• _The problem_
Every line below that holds the word "PersistentVolumeClaim" must be listed.

Saved entries:
————————
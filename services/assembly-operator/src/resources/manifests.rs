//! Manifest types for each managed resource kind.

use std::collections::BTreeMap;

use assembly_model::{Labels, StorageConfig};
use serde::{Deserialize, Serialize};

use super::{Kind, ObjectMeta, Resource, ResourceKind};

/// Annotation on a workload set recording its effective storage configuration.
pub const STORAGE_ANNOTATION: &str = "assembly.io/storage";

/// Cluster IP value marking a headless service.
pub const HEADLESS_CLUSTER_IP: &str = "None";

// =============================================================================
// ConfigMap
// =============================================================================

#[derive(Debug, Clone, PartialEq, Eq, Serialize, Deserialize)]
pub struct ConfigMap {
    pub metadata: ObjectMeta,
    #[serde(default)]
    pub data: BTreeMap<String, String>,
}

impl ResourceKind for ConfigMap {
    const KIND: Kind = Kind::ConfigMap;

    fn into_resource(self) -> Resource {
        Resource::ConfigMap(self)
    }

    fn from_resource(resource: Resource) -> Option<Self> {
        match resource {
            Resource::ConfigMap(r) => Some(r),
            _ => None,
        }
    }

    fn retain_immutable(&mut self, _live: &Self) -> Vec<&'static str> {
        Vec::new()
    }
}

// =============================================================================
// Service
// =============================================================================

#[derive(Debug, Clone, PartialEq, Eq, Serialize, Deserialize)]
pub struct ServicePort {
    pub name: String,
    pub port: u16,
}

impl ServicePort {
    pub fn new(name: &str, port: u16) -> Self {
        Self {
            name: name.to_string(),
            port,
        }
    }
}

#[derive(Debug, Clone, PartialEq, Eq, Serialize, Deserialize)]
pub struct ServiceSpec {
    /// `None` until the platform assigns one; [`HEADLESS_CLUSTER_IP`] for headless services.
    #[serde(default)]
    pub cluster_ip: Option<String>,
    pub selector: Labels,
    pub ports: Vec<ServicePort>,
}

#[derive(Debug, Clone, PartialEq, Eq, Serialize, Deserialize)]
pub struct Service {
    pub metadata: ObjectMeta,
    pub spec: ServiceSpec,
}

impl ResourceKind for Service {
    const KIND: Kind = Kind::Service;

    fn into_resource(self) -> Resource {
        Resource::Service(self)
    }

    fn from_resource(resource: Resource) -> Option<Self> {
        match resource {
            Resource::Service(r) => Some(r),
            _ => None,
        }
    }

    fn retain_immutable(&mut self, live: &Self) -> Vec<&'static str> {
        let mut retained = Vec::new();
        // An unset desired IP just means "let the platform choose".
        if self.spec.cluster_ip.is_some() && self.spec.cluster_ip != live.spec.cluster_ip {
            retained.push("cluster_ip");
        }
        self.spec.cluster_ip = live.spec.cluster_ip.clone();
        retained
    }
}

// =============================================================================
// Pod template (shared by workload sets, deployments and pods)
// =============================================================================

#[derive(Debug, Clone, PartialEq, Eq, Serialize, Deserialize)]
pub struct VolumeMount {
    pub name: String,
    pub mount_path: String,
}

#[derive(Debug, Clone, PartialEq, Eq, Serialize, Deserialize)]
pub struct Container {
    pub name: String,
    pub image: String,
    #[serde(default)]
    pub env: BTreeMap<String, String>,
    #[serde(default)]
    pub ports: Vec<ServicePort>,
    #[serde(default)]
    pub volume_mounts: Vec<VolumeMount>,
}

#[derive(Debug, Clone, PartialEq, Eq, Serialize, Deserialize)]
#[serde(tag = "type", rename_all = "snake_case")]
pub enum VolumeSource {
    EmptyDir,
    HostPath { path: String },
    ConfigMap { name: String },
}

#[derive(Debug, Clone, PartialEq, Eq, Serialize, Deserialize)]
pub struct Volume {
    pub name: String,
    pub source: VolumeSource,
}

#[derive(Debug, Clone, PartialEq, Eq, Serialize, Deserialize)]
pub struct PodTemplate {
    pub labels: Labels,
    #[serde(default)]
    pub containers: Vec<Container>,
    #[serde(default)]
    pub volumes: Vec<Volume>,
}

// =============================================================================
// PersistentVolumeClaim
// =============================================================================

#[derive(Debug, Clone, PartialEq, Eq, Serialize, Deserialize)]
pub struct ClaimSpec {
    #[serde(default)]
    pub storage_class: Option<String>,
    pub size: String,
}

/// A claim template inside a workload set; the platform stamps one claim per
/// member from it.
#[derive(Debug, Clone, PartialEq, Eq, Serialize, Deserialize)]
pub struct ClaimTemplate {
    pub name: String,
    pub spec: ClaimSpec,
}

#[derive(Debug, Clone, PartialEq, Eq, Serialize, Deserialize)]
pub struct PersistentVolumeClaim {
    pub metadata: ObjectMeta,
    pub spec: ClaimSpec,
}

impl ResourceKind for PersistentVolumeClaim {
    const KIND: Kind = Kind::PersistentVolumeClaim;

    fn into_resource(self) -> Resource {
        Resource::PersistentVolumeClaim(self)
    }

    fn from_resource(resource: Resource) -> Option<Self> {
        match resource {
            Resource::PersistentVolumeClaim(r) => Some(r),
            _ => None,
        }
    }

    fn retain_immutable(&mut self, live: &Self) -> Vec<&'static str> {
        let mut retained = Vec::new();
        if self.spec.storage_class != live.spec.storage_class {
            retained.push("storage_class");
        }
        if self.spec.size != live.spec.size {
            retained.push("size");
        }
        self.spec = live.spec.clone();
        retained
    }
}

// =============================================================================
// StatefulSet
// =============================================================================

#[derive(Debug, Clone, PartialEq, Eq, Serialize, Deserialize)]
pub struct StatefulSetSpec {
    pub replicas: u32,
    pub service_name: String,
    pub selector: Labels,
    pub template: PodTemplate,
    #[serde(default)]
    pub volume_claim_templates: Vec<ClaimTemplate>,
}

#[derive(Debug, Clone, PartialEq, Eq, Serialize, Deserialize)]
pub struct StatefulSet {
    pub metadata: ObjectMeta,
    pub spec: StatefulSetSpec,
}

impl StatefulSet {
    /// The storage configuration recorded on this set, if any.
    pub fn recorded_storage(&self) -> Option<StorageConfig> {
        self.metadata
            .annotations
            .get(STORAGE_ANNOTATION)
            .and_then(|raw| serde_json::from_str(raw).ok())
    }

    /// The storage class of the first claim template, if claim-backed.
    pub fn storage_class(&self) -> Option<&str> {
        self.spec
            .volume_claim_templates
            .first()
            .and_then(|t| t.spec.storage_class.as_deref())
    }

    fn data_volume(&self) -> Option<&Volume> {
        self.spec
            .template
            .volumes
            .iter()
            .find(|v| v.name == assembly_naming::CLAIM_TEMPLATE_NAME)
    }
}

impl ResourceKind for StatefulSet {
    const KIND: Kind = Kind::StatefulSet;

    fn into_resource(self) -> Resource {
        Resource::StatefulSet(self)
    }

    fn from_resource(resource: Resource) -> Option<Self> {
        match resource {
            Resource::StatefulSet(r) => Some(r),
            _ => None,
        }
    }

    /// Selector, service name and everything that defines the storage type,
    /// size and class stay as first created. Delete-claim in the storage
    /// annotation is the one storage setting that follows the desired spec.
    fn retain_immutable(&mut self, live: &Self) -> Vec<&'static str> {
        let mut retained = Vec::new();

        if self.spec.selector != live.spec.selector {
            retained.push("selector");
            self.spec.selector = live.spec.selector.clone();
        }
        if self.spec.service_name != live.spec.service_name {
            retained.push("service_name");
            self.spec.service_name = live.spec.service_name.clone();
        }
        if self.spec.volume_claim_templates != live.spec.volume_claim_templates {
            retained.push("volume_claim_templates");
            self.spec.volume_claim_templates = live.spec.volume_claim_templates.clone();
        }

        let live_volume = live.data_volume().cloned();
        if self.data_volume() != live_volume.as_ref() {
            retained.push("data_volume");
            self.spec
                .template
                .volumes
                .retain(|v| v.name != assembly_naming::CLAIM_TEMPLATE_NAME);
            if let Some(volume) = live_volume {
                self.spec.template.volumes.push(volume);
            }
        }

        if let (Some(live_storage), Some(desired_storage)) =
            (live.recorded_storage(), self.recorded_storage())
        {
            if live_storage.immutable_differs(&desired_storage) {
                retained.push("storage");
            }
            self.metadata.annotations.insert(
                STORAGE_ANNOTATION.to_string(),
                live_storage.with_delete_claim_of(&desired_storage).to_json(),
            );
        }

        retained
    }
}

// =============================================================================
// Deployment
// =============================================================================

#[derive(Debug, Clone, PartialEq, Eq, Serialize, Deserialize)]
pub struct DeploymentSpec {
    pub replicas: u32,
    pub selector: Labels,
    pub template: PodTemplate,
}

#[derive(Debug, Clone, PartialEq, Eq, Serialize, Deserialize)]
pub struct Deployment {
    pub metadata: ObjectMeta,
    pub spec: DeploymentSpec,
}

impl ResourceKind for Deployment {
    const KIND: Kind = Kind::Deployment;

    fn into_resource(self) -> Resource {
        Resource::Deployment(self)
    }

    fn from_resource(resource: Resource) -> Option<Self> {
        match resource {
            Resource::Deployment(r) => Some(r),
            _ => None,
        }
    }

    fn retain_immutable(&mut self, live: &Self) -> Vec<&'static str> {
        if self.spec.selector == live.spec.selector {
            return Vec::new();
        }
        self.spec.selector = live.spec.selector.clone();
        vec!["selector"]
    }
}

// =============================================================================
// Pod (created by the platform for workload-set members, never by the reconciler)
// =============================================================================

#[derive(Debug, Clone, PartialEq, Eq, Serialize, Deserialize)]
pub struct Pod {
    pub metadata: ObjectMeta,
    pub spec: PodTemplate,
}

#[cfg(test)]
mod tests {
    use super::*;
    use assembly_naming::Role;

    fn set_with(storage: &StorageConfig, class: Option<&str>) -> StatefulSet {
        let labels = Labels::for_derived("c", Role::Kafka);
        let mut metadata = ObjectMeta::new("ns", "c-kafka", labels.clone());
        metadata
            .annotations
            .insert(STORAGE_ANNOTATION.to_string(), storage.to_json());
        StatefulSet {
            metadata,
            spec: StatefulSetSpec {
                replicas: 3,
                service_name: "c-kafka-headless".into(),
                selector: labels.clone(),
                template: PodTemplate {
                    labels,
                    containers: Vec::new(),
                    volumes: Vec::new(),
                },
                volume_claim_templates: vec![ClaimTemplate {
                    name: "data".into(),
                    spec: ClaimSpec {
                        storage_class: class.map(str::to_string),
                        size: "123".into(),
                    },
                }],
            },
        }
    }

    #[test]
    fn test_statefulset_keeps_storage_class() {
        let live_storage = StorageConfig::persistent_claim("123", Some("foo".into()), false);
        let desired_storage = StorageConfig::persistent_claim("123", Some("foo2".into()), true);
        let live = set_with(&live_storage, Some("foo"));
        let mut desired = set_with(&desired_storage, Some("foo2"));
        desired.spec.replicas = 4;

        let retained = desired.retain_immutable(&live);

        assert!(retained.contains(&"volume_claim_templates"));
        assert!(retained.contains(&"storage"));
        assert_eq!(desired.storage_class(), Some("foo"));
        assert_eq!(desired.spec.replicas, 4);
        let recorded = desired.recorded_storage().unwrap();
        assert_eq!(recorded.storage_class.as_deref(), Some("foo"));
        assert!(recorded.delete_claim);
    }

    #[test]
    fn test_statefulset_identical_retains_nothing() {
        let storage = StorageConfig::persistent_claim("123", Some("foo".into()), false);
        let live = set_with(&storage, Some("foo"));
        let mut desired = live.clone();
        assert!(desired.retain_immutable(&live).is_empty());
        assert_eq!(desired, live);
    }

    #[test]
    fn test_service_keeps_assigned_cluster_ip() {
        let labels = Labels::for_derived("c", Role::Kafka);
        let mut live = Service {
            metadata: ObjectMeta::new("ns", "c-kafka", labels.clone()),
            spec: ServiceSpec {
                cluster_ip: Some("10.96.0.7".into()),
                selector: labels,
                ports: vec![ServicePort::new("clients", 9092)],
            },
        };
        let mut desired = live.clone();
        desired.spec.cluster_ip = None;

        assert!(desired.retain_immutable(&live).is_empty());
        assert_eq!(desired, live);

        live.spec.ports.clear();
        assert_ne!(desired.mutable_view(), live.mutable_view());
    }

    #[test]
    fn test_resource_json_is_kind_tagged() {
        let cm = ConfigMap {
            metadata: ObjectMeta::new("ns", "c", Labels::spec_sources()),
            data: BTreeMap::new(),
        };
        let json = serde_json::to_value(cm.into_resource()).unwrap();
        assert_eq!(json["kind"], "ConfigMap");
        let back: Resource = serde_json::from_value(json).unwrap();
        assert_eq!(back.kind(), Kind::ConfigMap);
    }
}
————————
• _Response below_
// PersistentVolumeClaim
pub struct PersistentVolumeClaim {
impl ResourceKind for PersistentVolumeClaim {
    const KIND: Kind = Kind::PersistentVolumeClaim;
        Resource::PersistentVolumeClaim(self)
            Resource::PersistentVolumeClaim(r) => Some(r),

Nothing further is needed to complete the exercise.